:: WORK ORDER ::
Up to and including the line with "flattened with a", return every line from the start of the entries below exactly.

:: SOURCE INFORMATION ::
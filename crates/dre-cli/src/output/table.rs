use serde_json::Value;
use tabled::{builder::Builder, Table};

/// Format output as a table using the tabled crate.
///
/// Statement envelopes print the result section as Field/Value rows
/// (nested objects such as the revenue-share block are flattened with a
/// dotted prefix), arrays (report lines, scenario rows) print with one
/// column per key.
pub fn print_table(value: &Value) {
    match value {
        Value::Object(map) => {
            if let Some(result) = map.get("result") {
                print_result_table(result, map);
            } else {
                print_flat_object(value);
            }
        }
        Value::Array(arr) => {
            print_array_table(arr);
        }
        _ => {
            println!("{}", value);
        }
    }
}

fn print_result_table(result: &Value, envelope: &serde_json::Map<String, Value>) {
    if let Value::Object(res_map) = result {
        let mut builder = Builder::default();
        builder.push_record(["Field", "Value"]);
        for (key, val) in res_map {
            match val {
                // Flatten one nested level, e.g. revenue_share.net_profit
                Value::Object(nested) => {
                    for (nested_key, nested_val) in nested {
                        builder.push_record([
                            format!("{}.{}", key, nested_key).as_str(),
                            &format_value(nested_val),
                        ]);
                    }
                }
                Value::Array(items) if items.iter().all(|i| i.is_object()) => {
                    for (idx, item) in items.iter().enumerate() {
                        builder.push_record([
                            format!("{}[{}]", key, idx).as_str(),
                            &format_value(item),
                        ]);
                    }
                }
                _ => {
                    builder.push_record([key.as_str(), &format_value(val)]);
                }
            }
        }
        let table = Table::from(builder);
        println!("{}", table);
    } else {
        print_flat_object(&Value::Object(envelope.clone()));
    }

    if let Some(Value::Array(warnings)) = envelope.get("warnings") {
        if !warnings.is_empty() {
            println!("\nWarnings:");
            for w in warnings {
                if let Value::String(s) = w {
                    println!("  - {}", s);
                }
            }
        }
    }

    if let Some(Value::String(meth)) = envelope.get("methodology") {
        println!("\nMethodology: {}", meth);
    }
}

fn print_flat_object(value: &Value) {
    if let Value::Object(map) = value {
        let mut builder = Builder::default();
        builder.push_record(["Field", "Value"]);
        for (key, val) in map {
            builder.push_record([key.as_str(), &format_value(val)]);
        }
        let table = Table::from(builder);
        println!("{}", table);
    }
}

fn print_array_table(arr: &[Value]) {
    if arr.is_empty() {
        println!("(empty)");
        return;
    }

    if let Some(Value::Object(first)) = arr.first() {
        let headers: Vec<String> = first.keys().cloned().collect();
        let mut builder = Builder::default();
        builder.push_record(&headers);

        for item in arr {
            if let Value::Object(map) = item {
                let row: Vec<String> = headers
                    .iter()
                    .map(|h| {
                        map.get(h.as_str())
                            .map(|v| format_value(v))
                            .unwrap_or_default()
                    })
                    .collect();
                builder.push_record(row);
            }
        }

        let table = Table::from(builder);
        println!("{}", table);
    } else {
        for item in arr {
            println!("{}", format_value(item));
        }
    }
}

fn format_value(value: &Value) -> String {
    match value {
        Value::String(s) => s.clone(),
        Value::Number(n) => n.to_string(),
        Value::Bool(b) => b.to_string(),
        Value::Null => "null".to_string(),
        Value::Array(arr) => {
            let items: Vec<String> = arr.iter().map(|v| format_value(v)).collect();
            items.join(", ")
        }
        Value::Object(_) => serde_json::to_string(value).unwrap_or_default(),
    }
}
pub mod sensitivity;
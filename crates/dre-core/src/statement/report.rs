use rust_decimal::Decimal;
use rust_decimal_macros::dec;
use serde::{Deserialize, Serialize};

use crate::statement::income::IncomeStatement;
use crate::types::{Money, Percent};

/// One row of the flat DRE table: label, monetary value, and share of
/// gross revenue. Suitable for CSV-style export.
#[derive(Debug, Clone, PartialEq, Serialize, Deserialize)]
pub struct ReportLine {
    pub label: String,
    pub amount: Money,
    pub pct_of_gross_revenue: Percent,
}

/// Flatten a computed statement into the gross-revenue-to-net-profit
/// line table. Percentages use gross revenue as the base; with zero
/// revenue every share reads as zero.
pub fn report_lines(statement: &IncomeStatement) -> Vec<ReportLine> {
    let line = |label: &str, amount: Decimal| ReportLine {
        label: label.to_string(),
        amount,
        pct_of_gross_revenue: if statement.gross_revenue == dec!(0) {
            Decimal::ZERO
        } else {
            amount / statement.gross_revenue * dec!(100)
        },
    };

    vec![
        line("Gross revenue", statement.gross_revenue),
        line("(-) Sales taxes", statement.tax_sales_value),
        line("(-) Cancellations", statement.cancellations_value),
        line("(-) Returns", statement.returns_value),
        line("(-) Platform fees", statement.platform_fee_value),
        line("Net revenue", statement.net_revenue),
        line("(-) Cost of goods sold", statement.total_cost),
        line("Gross profit", statement.gross_profit),
        line("(-) Rent and utilities", statement.rent_utilities),
        line("(-) Salaries", statement.salaries),
        line("(-) Marketing", statement.marketing),
        line("(-) Other expenses", statement.other_expenses),
        line("Operational result", statement.operational_result),
        line("(-) Financial expenses", statement.financial_expenses),
        line("Profit before tax", statement.profit_before_tax),
        line("(-) IRPJ", statement.irpj_value),
        line("(-) CSLL", statement.csll_value),
        line("Net profit", statement.net_profit),
    ]
}
use rust_decimal_macros::dec;
use serde::{Deserialize, Serialize};
use std::fmt;
use std::str::FromStr;

use crate::error::DreError;
use crate::statement::income::StatementInput;
use crate::types::Percent;

/// Brazilian corporate tax regimes with bundled preset rates.
#[derive(Debug, Clone, Copy, PartialEq, Eq, Serialize, Deserialize)]
#[serde(rename_all = "lowercase")]
pub enum TaxRegime {
    /// Simples Nacional: consolidated 6% on revenue, no profit taxes
    Simples,
    /// Lucro Presumido: 11.33% on revenue, 15% IRPJ, 9% CSLL
    Presumido,
    /// Lucro Real: 9.25% on revenue, 25% IRPJ, 9% CSLL
    Real,
    /// Keep whatever rates are currently configured
    Custom,
}

/// Revenue and profit tax rates bundled by a regime.
#[derive(Debug, Clone, PartialEq, Serialize, Deserialize)]
pub struct RegimePreset {
    pub tax_sales_pct: Percent,
    pub irpj_pct: Percent,
    pub csll_pct: Percent,
}

impl TaxRegime {
    pub const ALL: [TaxRegime; 4] = [
        TaxRegime::Simples,
        TaxRegime::Presumido,
        TaxRegime::Real,
        TaxRegime::Custom,
    ];

    /// Preset rates for this regime. `Custom` has none.
    pub fn preset(self) -> Option<RegimePreset> {
        match self {
            TaxRegime::Simples => Some(RegimePreset {
                tax_sales_pct: dec!(6),
                irpj_pct: dec!(0),
                csll_pct: dec!(0),
            }),
            TaxRegime::Presumido => Some(RegimePreset {
                tax_sales_pct: dec!(11.33),
                irpj_pct: dec!(15),
                csll_pct: dec!(9),
            }),
            TaxRegime::Real => Some(RegimePreset {
                tax_sales_pct: dec!(9.25),
                irpj_pct: dec!(25),
                csll_pct: dec!(9),
            }),
            TaxRegime::Custom => None,
        }
    }
}

impl fmt::Display for TaxRegime {
    fn fmt(&self, f: &mut fmt::Formatter<'_>) -> fmt::Result {
        let name = match self {
            TaxRegime::Simples => "simples",
            TaxRegime::Presumido => "presumido",
            TaxRegime::Real => "real",
            TaxRegime::Custom => "custom",
        };
        write!(f, "{}", name)
    }
}

impl FromStr for TaxRegime {
    type Err = DreError;

    fn from_str(s: &str) -> Result<Self, Self::Err> {
        match s.to_ascii_lowercase().as_str() {
            "simples" => Ok(TaxRegime::Simples),
            "presumido" => Ok(TaxRegime::Presumido),
            "real" => Ok(TaxRegime::Real),
            "custom" => Ok(TaxRegime::Custom),
            other => Err(DreError::UnknownRegime(other.to_string())),
        }
    }
}

/// Overwrite the input's tax rates with the regime preset. `Custom`
/// leaves the current rates untouched.
pub fn apply_regime(input: &mut StatementInput, regime: TaxRegime) {
    if let Some(preset) = regime.preset() {
        input.tax_sales_pct = preset.tax_sales_pct;
        input.irpj_pct = preset.irpj_pct;
        input.csll_pct = preset.csll_pct;
    }
}
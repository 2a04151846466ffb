pub mod regimes;
pub mod report;
pub mod scenarios;
pub mod statement;
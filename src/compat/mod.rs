//! Compatibility engine: pairwise and system-wide rules over a [`BuildSelection`].
//!
//! The engine is a pure function of the selection and the catalog. It never fails;
//! ids it cannot resolve are logged and treated as unselected.
//!
//! ```ignore
//! use part_picker::{catalog, BuildSelection, CompatibilityEngine, Slot};
//!
//! let engine = CompatibilityEngine::new(catalog::bundled());
//! let selection = BuildSelection::new()
//!     .with(Slot::Cpu, "PROD001")
//!     .with(Slot::Motherboard, "PROD010");
//! for issue in engine.evaluate(&selection).issues {
//!     println!("{}", issue);
//! }
//! ```
//!
//! [`BuildSelection`]: crate::build::BuildSelection

mod engine;
mod issue;
pub mod rules;

pub use engine::{CandidateFilter, CompatibilityEngine, Constraint, Evaluation};
pub use issue::{CompatibilityIssue, CompatibilityStatus, IssueKind, Severity};
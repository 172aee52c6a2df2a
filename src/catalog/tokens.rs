//! Delimited token lists as they appear in the catalog data.
//!
//! Cooler socket lists and case form-factor lists are stored as free text such as
//! `"LGA1700/AM4/AM5"` or `"ATX, Micro-ATX"`. Both separators occur in the data.

const SEPARATORS: [char; 2] = [',', '/'];

/// Split on `,` or `/`, trimming whitespace and dropping empty tokens.
pub fn split_tokens(raw: &str) -> impl Iterator<Item = &str> {
    raw.split(&SEPARATORS[..])
        .map(str::trim)
        .filter(|token| !token.is_empty())
}
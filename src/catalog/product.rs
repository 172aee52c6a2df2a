use serde::{Deserialize, Serialize};

use super::Category;

/// Attributes shared by every catalog entry. Prices are integers in the smallest
/// currency unit.
#[derive(Debug, Clone, PartialEq, Serialize, Deserialize)]
pub struct Product {
    #[serde(rename = "prodID")]
    pub id: String,
    #[serde(rename = "prodName")]
    pub name: String,
    pub price: u64,
    #[serde(rename = "categoryID")]
    pub category: Category,
    #[serde(rename = "smimageurl")]
    pub thumbnail_url: String,
    #[serde(rename = "bigimageurl")]
    pub image_urls: Vec<String>,
    #[serde(rename = "timestamps")]
    pub listed_at: String,
    #[serde(rename = "averageRating")]
    pub average_rating: f32,
    #[serde(rename = "totalratingsRecieved")]
    pub rating_count: u32,
}

/// A customer review attached to a product.
#[derive(Debug, Clone, PartialEq, Eq, Serialize, Deserialize)]
pub struct Rating {
    pub id: String,
    #[serde(rename = "prodID")]
    pub product_id: String,
    #[serde(rename = "userID")]
    pub user_id: String,
    #[serde(rename = "ratingValue")]
    pub value: u8,
    #[serde(rename = "reviewText")]
    pub review: String,
    #[serde(rename = "timestamps")]
    pub created_at: String,
}
use std::fmt;

use serde::{Deserialize, Serialize};

/// The seven product categories the storefront sells.
///
/// Serialized as the catalog's category codes (`CAT001` ..= `CAT007`).
#[derive(Debug, Clone, Copy, PartialEq, Eq, Hash, PartialOrd, Ord, Serialize, Deserialize)]
pub enum Category {
    #[serde(rename = "CAT001")]
    Cpu,
    #[serde(rename = "CAT002")]
    Gpu,
    #[serde(rename = "CAT003")]
    Motherboard,
    #[serde(rename = "CAT004")]
    Psu,
    #[serde(rename = "CAT005")]
    Case,
    #[serde(rename = "CAT006")]
    Cooler,
    #[serde(rename = "CAT007")]
    Storage,
}

impl Category {
    pub const ALL: [Category; 7] = [
        Category::Cpu,
        Category::Gpu,
        Category::Motherboard,
        Category::Psu,
        Category::Case,
        Category::Cooler,
        Category::Storage,
    ];

    pub fn code(self) -> &'static str {
        match self {
            Category::Cpu => "CAT001",
            Category::Gpu => "CAT002",
            Category::Motherboard => "CAT003",
            Category::Psu => "CAT004",
            Category::Case => "CAT005",
            Category::Cooler => "CAT006",
            Category::Storage => "CAT007",
        }
    }

    pub fn from_code(code: &str) -> Option<Category> {
        Category::ALL.into_iter().find(|category| category.code() == code)
    }

    pub fn display_name(self) -> &'static str {
        match self {
            Category::Cpu => "CPU",
            Category::Gpu => "GPU",
            Category::Motherboard => "Motherboard",
            Category::Psu => "PSU",
            Category::Case => "Case",
            Category::Cooler => "Cooler",
            Category::Storage => "Storage",
        }
    }
}

impl fmt::Display for Category {
    fn fmt(&self, f: &mut fmt::Formatter<'_>) -> fmt::Result {
        f.write_str(self.display_name())
    }
}
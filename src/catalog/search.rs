use serde::Serialize;

use super::{Category, Product};

pub const DEFAULT_PAGE_SIZE: usize = 12;

/// Storefront search: every set criterion must match.
#[derive(Debug, Clone, Default, PartialEq)]
pub struct SearchQuery {
    /// Case-insensitive substring of the product name.
    pub term: Option<String>,
    pub category: Option<Category>,
    /// Inclusive price bounds.
    pub price_range: Option<(u64, u64)>,
    pub min_rating: Option<f32>,
}

impl SearchQuery {
    pub fn new() -> Self {
        Self::default()
    }

    pub fn term(mut self, term: impl Into<String>) -> Self {
        self.term = Some(term.into());
        self
    }

    pub fn category(mut self, category: Category) -> Self {
        self.category = Some(category);
        self
    }

    pub fn price_range(mut self, min: u64, max: u64) -> Self {
        self.price_range = Some((min, max));
        self
    }

    pub fn min_rating(mut self, rating: f32) -> Self {
        self.min_rating = Some(rating);
        self
    }

    pub fn matches(&self, product: &Product) -> bool {
        if let Some(term) = self.term.as_deref().filter(|t| !t.is_empty()) {
            if !product
                .name
                .to_lowercase()
                .contains(&term.to_lowercase())
            {
                return false;
            }
        }
        if self.category.is_some_and(|category| product.category != category) {
            return false;
        }
        if let Some((min, max)) = self.price_range {
            if product.price < min || product.price > max {
                return false;
            }
        }
        if self
            .min_rating
            .is_some_and(|rating| rating > 0.0 && product.average_rating < rating)
        {
            return false;
        }
        true
    }
}

/// One page of a result list.
#[derive(Debug, Clone, PartialEq, Serialize)]
#[serde(rename_all = "camelCase")]
pub struct Page<T> {
    pub items: Vec<T>,
    pub total_pages: usize,
    pub current_page: usize,
    pub total_items: usize,
    pub has_next_page: bool,
    pub has_prev_page: bool,
}

/// Slice `items` into 1-based pages of `limit` entries. Page 0 reads as page 1 and a
/// zero limit falls back to [`DEFAULT_PAGE_SIZE`].
pub fn paginate<T: Clone>(items: &[T], page: usize, limit: usize) -> Page<T> {
    let page = page.max(1);
    let limit = if limit == 0 { DEFAULT_PAGE_SIZE } else { limit };
    let start = (page - 1).saturating_mul(limit);
    let end = start.saturating_add(limit);

    let slice: &[T] = if start < items.len() {
        &items[start..end.min(items.len())]
    } else {
        &[]
    };

    Page {
        items: slice.to_vec(),
        total_pages: items.len().div_ceil(limit),
        current_page: page,
        total_items: items.len(),
        has_next_page: end < items.len(),
        has_prev_page: page > 1,
    }
}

:: TASK SOLUTION ::
filename crates/dre-cli/src/output/table.rs
use serde_json::Value;
use tabled::{builder::Builder, Table};

/// Format output as a table using the tabled crate.
///
/// Statement envelopes print the result section as Field/Value rows
/// (nested objects such as the revenue-share block are flattened with a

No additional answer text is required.